Filmed over the course of several months, and co-directed by Ophelia Harutyunyan and Suzanne Hillinger, Totally Under Control leans heavily on the use of the “COVID cam,” an interview system built off-site and delivered to subjects, allowing them to maintain social distancing guidelines while still answering questions from the filmmakers. This technique makes a subtle but powerful statement: these sort of extreme measures are only necessary because the United States is still in the throes of the pandemic.
Subjects include Dr. Thomas Frieden, director of the Centers for Disease Control from 2009-2017; Beth Cameron, former director for Global Health Security and Biodefense on the White House National Security Council; journalists from the New York Times and Los Angeles Times; and vaccine-expert-turned-whistleblower Dr. Rick Bright, former director of the Biomedical Advanced Research and Development Authority (BARDA). Together, they paint a grim picture of the medical community being repeatedly stymied by bureaucracy, and a presidential administration more concerned with “packaging” science to meet partisan goals than formulating the sort of response necessary to contain the diseases.
Particularly maddening is the “Crimson Contagion” report, an exercise conducted in 2019 by numerous federal, state, public and private health organizations to assess whether or not the United States would have the capacity to deal with a pandemic.
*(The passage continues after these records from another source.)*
//! Generation rules: which phrasing each output slot gets.
//!
//! A [`GenerationRule`] owns one output slot. Its arms are checked in
//! order and the first arm whose condition holds supplies the phrasing;
//! if none holds, `otherwise` is used. Phrasings reference extracted
//! values with `{field}` placeholders.
//!
//! Everything here is deterministic. The optional rewrite by an
//! intelligent backend lives in the runtime crate and always starts from
//! the fixed phrasing produced by [`GenerationRule::render_fixed`].

mod condition;
pub mod phrasing;

pub use condition::{Condition, Evaluation};

use crate::schema::SchemaError;
use crate::value::ExtractedValues;
use serde::{Deserialize, Serialize};
use std::collections::{BTreeMap, BTreeSet, HashSet};
use std::fs;
use std::path::Path;

/// One conditional phrasing.
#[derive(Debug, Clone, PartialEq, Serialize, Deserialize)]
pub struct PhrasingArm {
    pub when: Condition,
    pub phrasing: String,
}

/// Rule for producing one slot of generated content.
#[derive(Debug, Clone, PartialEq, Serialize, Deserialize)]
pub struct GenerationRule {
    /// Output slot name, unique within a rule set
    pub slot: String,

    /// Fields this slot is built from
    #[serde(default)]
    pub sources: Vec<String>,

    #[serde(default)]
    pub arms: Vec<PhrasingArm>,

    /// Phrasing used when no arm matches. May be empty.
    #[serde(default)]
    pub otherwise: String,

    /// Extra guidance for the backend rewrite
    #[serde(default, skip_serializing_if = "Option::is_none")]
    pub guidance: Option<String>,

    /// Never hand this slot to the backend
    #[serde(default)]
    pub fixed: bool,
}

/// The phrasing chosen for a rule.
#[derive(Debug, Clone, PartialEq, Eq)]
pub struct Selection<'a> {
    pub phrasing: &'a str,
    /// Index of the matching arm, `None` for `otherwise`
    pub arm: Option<usize>,
    pub warnings: Vec<String>,
}

/// How a slot's final text was produced.
#[derive(Debug, Clone, Copy, PartialEq, Eq, Hash, Serialize, Deserialize)]
#[serde(rename_all = "snake_case")]
pub enum SlotSource {
    /// Rewritten by the intelligent backend
    Ai,
    /// Deterministic phrasing with substituted values
    Fixed,
}

/// Generated text for one slot.
#[derive(Debug, Clone, PartialEq, Eq, Serialize, Deserialize)]
pub struct SynthesizedSlot {
    pub slot: String,
    pub text: String,
    pub sources: Vec<String>,
    pub origin: SlotSource,
    #[serde(default, skip_serializing_if = "Vec::is_empty")]
    pub warnings: Vec<String>,
}

/// Synthesized slots keyed by slot name.
pub type SynthesizedContent = BTreeMap<String, SynthesizedSlot>;

impl GenerationRule {
    pub fn new(slot: impl Into<String>, otherwise: impl Into<String>) -> Self {
        Self {
            slot: slot.into(),
            sources: Vec::new(),
            arms: Vec::new(),
            otherwise: otherwise.into(),
            guidance: None,
            fixed: false,
        }
    }

    pub fn with_sources<I, S>(mut self, sources: I) -> Self
    where
        I: IntoIterator<Item = S>,
        S: Into<String>,
    {
        self.sources = sources.into_iter().map(Into::into).collect();
        self
    }

    /// Add an arm. Fails if the condition does not parse.
    pub fn when(mut self, condition: &str, phrasing: impl Into<String>) -> Result<Self, SchemaError> {
        self.arms.push(PhrasingArm {
            when: Condition::parse(condition)?,
            phrasing: phrasing.into(),
        });
        Ok(self)
    }

    pub fn with_guidance(mut self, guidance: impl Into<String>) -> Self {
        self.guidance = Some(guidance.into());
        self
    }

    pub fn fixed(mut self) -> Self {
        self.fixed = true;
        self
    }

    /// Pick the phrasing for the given values.
    pub fn select(&self, values: &ExtractedValues) -> Selection<'_> {
        let mut warnings = Vec::new();

        for (index, arm) in self.arms.iter().enumerate() {
            let evaluation = arm.when.evaluate(values);
            if !evaluation.missing.is_empty() {
                let missing: Vec<&str> = evaluation.missing.iter().map(String::as_str).collect();
                tracing::warn!(
                    slot = %self.slot,
                    condition = %arm.when,
                    missing = ?missing,
                    "Condition references missing fields, treating as false"
                );
                warnings.push(format!(
                    "condition '{}' references missing field(s) {}; treated as false",
                    arm.when,
                    missing.join(", ")
                ));
            }
            if evaluation.result {
                return Selection {
                    phrasing: &arm.phrasing,
                    arm: Some(index),
                    warnings,
                };
            }
        }

        Selection {
            phrasing: &self.otherwise,
            arm: None,
            warnings,
        }
    }

    /// Select a phrasing and substitute values, without any backend.
    pub fn render_fixed(&self, values: &ExtractedValues, critical: &BTreeSet<&str>) -> SynthesizedSlot {
        let selection = self.select(values);
        let filled = phrasing::fill(selection.phrasing, values, critical);

        let mut warnings = selection.warnings;
        for name in filled.missing {
            warnings.push(format!("placeholder '{}' has no extracted value", name));
        }

        SynthesizedSlot {
            slot: self.slot.clone(),
            text: filled.text,
            sources: self.sources_for(selection.phrasing),
            origin: SlotSource::Fixed,
            warnings,
        }
    }

    /// Declared sources followed by any other field the phrasing references.
    pub fn sources_for(&self, phrasing: &str) -> Vec<String> {
        let mut sources = self.sources.clone();
        for name in phrasing::placeholders(phrasing) {
            if !sources.contains(&name) {
                sources.push(name);
            }
        }
        sources
    }
}

impl SynthesizedSlot {
    /// Critical source fields, with their rendered values, that this slot must carry.
    pub fn critical_sources(
        &self,
        values: &ExtractedValues,
        critical: &BTreeSet<&str>,
    ) -> Vec<(String, String)> {
        self.sources
            .iter()
            .filter(|s| critical.contains(s.as_str()))
            .filter_map(|s| values.get(s).map(|v| (s.clone(), v.value().render())))
            .filter(|(_, rendered)| !rendered.trim().is_empty())
            .collect()
    }
}

#[derive(Debug, Deserialize)]
struct RulesDocument {
    rules: Vec<GenerationRule>,
}

/// An ordered set of generation rules with unique slot names.
#[derive(Debug, Clone, Default, PartialEq, Serialize)]
pub struct GenerationRules {
    rules: Vec<GenerationRule>,
}

impl GenerationRules {
    pub fn new(rules: Vec<GenerationRule>) -> Result<Self, SchemaError> {
        let mut seen = HashSet::new();
        for rule in &rules {
            if !seen.insert(rule.slot.as_str()) {
                return Err(SchemaError::DuplicateSlot(rule.slot.clone()));
            }
        }
        Ok(Self { rules })
    }

    /// Parse rules from YAML. Conditions are parsed here, so a malformed
    /// condition fails at load time.
    pub fn from_yaml(yaml: &str) -> Result<Self, SchemaError> {
        let document: RulesDocument = serde_yaml::from_str(yaml)?;
        Self::new(document.rules)
    }

    pub fn from_json(json: &str) -> Result<Self, SchemaError> {
        let document: RulesDocument = serde_json::from_str(json)?;
        Self::new(document.rules)
    }

    pub fn from_path(path: impl AsRef<Path>) -> Result<Self, SchemaError> {
        let path = path.as_ref();
        let contents = fs::read_to_string(path)?;
        match path.extension().and_then(|e| e.to_str()) {
            Some("json") => Self::from_json(&contents),
            _ => Self::from_yaml(&contents),
        }
    }

    pub fn rules(&self) -> &[GenerationRule] {
        &self.rules
    }

    pub fn get(&self, slot: &str) -> Option<&GenerationRule> {
        self.rules.iter().find(|r| r.slot == slot)
    }

    pub fn len(&self) -> usize {
        self.rules.len()
    }

    pub fn is_empty(&self) -> bool {
        self.rules.is_empty()
    }

    /// Render every slot with fixed phrasing.
    pub fn render_fixed(&self, values: &ExtractedValues, critical: &BTreeSet<&str>) -> SynthesizedContent {
        self.rules
            .iter()
            .map(|rule| (rule.slot.clone(), rule.render_fixed(values, critical)))
            .collect()
    }
}
//! The intelligent backend over a chat-completion provider.

use super::{BackendAnswer, BackendError, IntelligentBackend};
use crate::prompts::{EXTRACTION_SYSTEM_PROMPT, SYNTHESIS_SYSTEM_PROMPT};
use crate::providers::{ChatMessage, CompletionConfig, LlmProvider, ProviderError};
use async_trait::async_trait;
use backon::{ExponentialBuilder, Retryable};
use lazy_static::lazy_static;
use regex::Regex;
use serde::Deserialize;
use serde_json::Value as JsonValue;
use std::sync::Arc;
use std::time::Duration;

lazy_static! {
    // First `{` to last `}`; models sometimes wrap the object in prose or fences
    static ref JSON_OBJECT: Regex = Regex::new(r"(?s)\{.*\}").unwrap();
}

impl From<ProviderError> for BackendError {
    fn from(err: ProviderError) -> Self {
        match err {
            ProviderError::Timeout(after) => BackendError::Timeout(after),
            ProviderError::NotConfigured(_) => BackendError::NotConfigured,
            ProviderError::ParseError(msg) => BackendError::Malformed(msg),
            other => BackendError::Unavailable(other.to_string()),
        }
    }
}

#[derive(Debug, Deserialize)]
struct RawAnswer {
    #[serde(default)]
    reasoning: String,
    #[serde(default)]
    value: JsonValue,
    #[serde(default)]
    evidence: Option<String>,
}

/// Read the `{"reasoning", "value", "evidence"}` object out of a completion.
pub(crate) fn parse_answer(content: &str) -> Result<BackendAnswer, BackendError> {
    let object = JSON_OBJECT
        .find(content)
        .ok_or_else(|| BackendError::Malformed("no JSON object in response".to_string()))?;

    let raw: RawAnswer = serde_json::from_str(object.as_str())
        .map_err(|e| BackendError::Malformed(e.to_string()))?;

    let value = match raw.value {
        JsonValue::String(s) => s,
        JsonValue::Bool(b) => b.to_string(),
        JsonValue::Number(n) => n.to_string(),
        JsonValue::Null => String::new(),
        other => {
            return Err(BackendError::Malformed(format!(
                "value must be a string, number or boolean, got {}",
                other
            )))
        }
    };

    Ok(BackendAnswer {
        value,
        rationale: raw.reasoning,
        evidence: raw.evidence.filter(|e| !e.trim().is_empty()),
    })
}

/// [`IntelligentBackend`] that asks an [`LlmProvider`].
///
/// Transient provider errors (rate limits, transport failures, 5xx) are
/// retried with exponential backoff. The caller's per-call timeout bounds
/// the whole exchange, retries included.
pub struct LlmBackend {
    provider: Arc<dyn LlmProvider>,
    completion: CompletionConfig,
    system_prompt: String,
    backoff: ExponentialBuilder,
}

impl LlmBackend {
    /// Backend that answers extraction questions.
    pub fn for_extraction(provider: Arc<dyn LlmProvider>, completion: CompletionConfig) -> Self {
        Self::new(provider, completion, EXTRACTION_SYSTEM_PROMPT)
    }

    /// Backend that rewrites generated phrases.
    pub fn for_synthesis(provider: Arc<dyn LlmProvider>, completion: CompletionConfig) -> Self {
        Self::new(provider, completion, SYNTHESIS_SYSTEM_PROMPT)
    }

    /// Backend with a custom system prompt. Transient provider errors are
    /// retried three times with exponential backoff.
    pub fn new(
        provider: Arc<dyn LlmProvider>,
        completion: CompletionConfig,
        system_prompt: impl Into<String>,
    ) -> Self {
        Self {
            provider,
            completion,
            system_prompt: system_prompt.into(),
            backoff: ExponentialBuilder::default()
                .with_min_delay(Duration::from_millis(500))
                .with_max_delay(Duration::from_secs(8))
                .with_max_times(3),
        }
    }

    /// Replace the retry policy for transient provider errors.
    pub fn with_backoff(mut self, backoff: ExponentialBuilder) -> Self {
        self.backoff = backoff;
        self
    }

    fn messages(&self, text: &str, instruction: &str) -> Vec<ChatMessage> {
        vec![
            ChatMessage::system(self.system_prompt.trim()),
            ChatMessage::user(format!("<document>\n{}\n</document>", text)),
            ChatMessage::user(instruction),
        ]
    }
}

#[async_trait]
impl IntelligentBackend for LlmBackend {
    async fn ask(&self, text: &str, instruction: &str) -> Result<BackendAnswer, BackendError> {
        let messages = &self.messages(text, instruction);
        let provider = &self.provider;
        let completion = &self.completion;

        let response = (|| async move { provider.complete(messages.clone(), completion).await })
        .retry(self.backoff.clone())
        .when(ProviderError::is_transient)
        .notify(|err: &ProviderError, wait: Duration| {
            tracing::warn!(
                provider = %self.provider.name(),
                error = %err,
                wait = ?wait,
                "Transient provider error, retrying"
            );
        })
        .await?;

        tracing::debug!(
            provider = %self.provider.name(),
            model = %response.model,
            tokens = response.usage.total(),
            "Backend answered"
        );

        parse_answer(&response.content)
    }

    fn name(&self) -> &str {
        self.provider.name()
    }
}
Delivered in October 2019, the report detailed the shortcomings and pitfalls of the current system, and made several predictions that now seem especially prescient: the US lacked the manufacturing infrastructure to meet the need for PPE and medical devices; federal agency roles were not clearly defined and would lead to confusion on the responsibilities of each organization; and states lacked a standardized system through which to request funding, supplies and other resources.
By all accounts, the Crimson Contagion report was largely ignored by the Department of Health and Human Services, leading Bright and his colleagues to watch in horror as many of the events they warned of months earlier began manifesting — all while the administration conveyed an “everything is fine” narrative in public. Totally Under Control juxtaposes this with an examination of South Korea’s response to COVID-19, and the differences couldn’t be more stark: one country made a choice to allow medical expertise to guide their hand, while another relied on the whims of an erratic leader whose chief concern seemed to be the performance of the stock market. The results speak for themselves: more than 219,000 citizens have died from COVID-19 complications in the US, while South Korea’s death toll is less than 500. The United States has approximately four percent of the world’s population, but more than 20% of the total worldwide deaths related to the pandemic.
If last year’s haunting HBO miniseries Chernobyl showcased the worst possible government response to a disaster that had already occurred, then Totally Under Control, with its clear account of the myriad ways in which the US government failed to take proactive measures to prevent a crisis, is the perfect companion piece. Gibney’s film is all but guaranteed to infuriate viewers, and rightfully so — but its revelations are also unquestionably terrifying to behold, especially when the end is still nowhere in sight.